**Aim of the task**
Scan the records and identify every line in which the string "ticks" occurs, then return those lines.

Stored items:
• • • • •
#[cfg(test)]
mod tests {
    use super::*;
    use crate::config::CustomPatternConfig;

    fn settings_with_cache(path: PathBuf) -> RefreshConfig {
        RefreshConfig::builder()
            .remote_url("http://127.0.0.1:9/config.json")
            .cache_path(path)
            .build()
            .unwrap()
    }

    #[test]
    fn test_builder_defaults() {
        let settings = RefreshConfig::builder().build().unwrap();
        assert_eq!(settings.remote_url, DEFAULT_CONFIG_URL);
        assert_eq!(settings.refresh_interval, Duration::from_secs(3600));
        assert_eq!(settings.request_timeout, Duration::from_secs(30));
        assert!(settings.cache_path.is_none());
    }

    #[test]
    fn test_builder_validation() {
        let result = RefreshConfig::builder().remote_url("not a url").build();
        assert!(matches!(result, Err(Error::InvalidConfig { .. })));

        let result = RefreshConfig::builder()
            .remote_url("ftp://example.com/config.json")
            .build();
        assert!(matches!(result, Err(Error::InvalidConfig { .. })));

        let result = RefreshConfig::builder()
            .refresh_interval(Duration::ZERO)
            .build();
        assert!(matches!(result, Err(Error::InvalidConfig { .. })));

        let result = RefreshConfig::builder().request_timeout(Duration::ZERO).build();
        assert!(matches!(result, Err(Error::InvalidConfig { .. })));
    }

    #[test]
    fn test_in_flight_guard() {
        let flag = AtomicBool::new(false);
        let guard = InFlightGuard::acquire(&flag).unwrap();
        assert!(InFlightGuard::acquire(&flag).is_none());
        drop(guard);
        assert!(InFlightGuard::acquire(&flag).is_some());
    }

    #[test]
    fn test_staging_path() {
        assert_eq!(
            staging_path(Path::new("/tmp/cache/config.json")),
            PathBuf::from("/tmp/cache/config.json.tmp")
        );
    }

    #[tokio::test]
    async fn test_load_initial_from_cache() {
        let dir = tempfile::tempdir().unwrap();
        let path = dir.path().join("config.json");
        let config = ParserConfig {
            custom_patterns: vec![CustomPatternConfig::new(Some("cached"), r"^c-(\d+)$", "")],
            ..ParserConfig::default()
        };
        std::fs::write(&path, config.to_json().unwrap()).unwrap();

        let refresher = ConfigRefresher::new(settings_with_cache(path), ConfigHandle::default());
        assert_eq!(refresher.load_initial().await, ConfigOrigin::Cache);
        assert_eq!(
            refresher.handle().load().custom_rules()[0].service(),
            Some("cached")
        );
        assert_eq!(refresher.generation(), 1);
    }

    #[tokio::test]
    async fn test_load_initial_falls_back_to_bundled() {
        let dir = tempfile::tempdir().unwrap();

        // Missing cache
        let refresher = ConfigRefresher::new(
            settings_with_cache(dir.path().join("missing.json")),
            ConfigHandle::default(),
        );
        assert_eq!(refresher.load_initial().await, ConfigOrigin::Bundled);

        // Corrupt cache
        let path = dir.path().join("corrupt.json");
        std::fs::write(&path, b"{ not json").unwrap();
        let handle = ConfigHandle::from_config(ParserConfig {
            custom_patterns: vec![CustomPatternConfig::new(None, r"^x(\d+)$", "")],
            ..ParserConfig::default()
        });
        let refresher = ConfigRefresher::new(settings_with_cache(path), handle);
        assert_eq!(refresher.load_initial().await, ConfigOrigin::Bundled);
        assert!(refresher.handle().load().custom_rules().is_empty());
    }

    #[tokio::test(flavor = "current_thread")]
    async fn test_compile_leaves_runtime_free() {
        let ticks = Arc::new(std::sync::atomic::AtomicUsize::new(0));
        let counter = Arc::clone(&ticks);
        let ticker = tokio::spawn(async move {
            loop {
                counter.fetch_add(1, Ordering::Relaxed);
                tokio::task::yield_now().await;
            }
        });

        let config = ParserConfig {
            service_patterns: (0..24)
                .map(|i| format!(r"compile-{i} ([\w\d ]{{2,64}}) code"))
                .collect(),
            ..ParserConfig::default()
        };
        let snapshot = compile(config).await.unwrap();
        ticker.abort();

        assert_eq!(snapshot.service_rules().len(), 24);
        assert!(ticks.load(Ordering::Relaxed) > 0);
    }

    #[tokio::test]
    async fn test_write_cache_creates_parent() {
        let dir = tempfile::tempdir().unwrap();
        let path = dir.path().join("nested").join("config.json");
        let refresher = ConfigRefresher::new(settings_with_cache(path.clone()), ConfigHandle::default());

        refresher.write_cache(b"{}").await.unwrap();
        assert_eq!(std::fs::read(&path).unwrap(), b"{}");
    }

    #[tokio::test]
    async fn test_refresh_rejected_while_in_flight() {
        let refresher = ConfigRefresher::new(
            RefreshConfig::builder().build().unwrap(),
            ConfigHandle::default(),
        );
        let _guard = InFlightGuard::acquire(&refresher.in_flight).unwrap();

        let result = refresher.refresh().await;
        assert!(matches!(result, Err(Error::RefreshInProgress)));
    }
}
• • • • •
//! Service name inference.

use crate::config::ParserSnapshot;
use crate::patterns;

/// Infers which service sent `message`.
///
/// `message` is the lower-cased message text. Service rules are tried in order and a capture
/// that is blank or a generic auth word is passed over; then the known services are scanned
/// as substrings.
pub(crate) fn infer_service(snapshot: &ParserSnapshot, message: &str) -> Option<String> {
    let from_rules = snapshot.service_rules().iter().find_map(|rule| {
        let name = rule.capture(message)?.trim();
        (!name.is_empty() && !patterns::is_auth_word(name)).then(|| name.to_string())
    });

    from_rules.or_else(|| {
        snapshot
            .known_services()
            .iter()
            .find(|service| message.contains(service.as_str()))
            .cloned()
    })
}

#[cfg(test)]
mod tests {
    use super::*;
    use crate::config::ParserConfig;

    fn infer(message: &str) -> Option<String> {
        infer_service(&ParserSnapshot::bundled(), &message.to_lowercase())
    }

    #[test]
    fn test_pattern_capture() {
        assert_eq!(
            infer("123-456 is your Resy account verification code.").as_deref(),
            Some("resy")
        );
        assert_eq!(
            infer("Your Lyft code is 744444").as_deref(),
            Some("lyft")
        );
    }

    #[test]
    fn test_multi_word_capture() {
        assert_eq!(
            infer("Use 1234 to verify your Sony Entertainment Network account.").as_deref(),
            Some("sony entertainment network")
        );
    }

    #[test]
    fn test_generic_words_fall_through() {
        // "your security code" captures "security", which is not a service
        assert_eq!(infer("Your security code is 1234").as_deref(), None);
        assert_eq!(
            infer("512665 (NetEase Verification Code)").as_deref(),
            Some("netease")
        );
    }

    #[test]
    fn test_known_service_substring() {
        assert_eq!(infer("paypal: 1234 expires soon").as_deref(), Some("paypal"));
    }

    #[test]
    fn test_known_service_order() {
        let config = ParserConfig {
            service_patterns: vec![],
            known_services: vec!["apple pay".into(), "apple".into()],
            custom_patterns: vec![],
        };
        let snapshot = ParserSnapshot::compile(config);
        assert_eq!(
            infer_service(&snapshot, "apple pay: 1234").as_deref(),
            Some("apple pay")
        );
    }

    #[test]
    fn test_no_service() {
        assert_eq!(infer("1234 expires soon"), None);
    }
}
• • • • •
**Task answer**
        let ticks = Arc::new(std::sync::atomic::AtomicUsize::new(0));
        let counter = Arc::clone(&ticks);
        assert!(ticks.load(Ordering::Relaxed) > 0);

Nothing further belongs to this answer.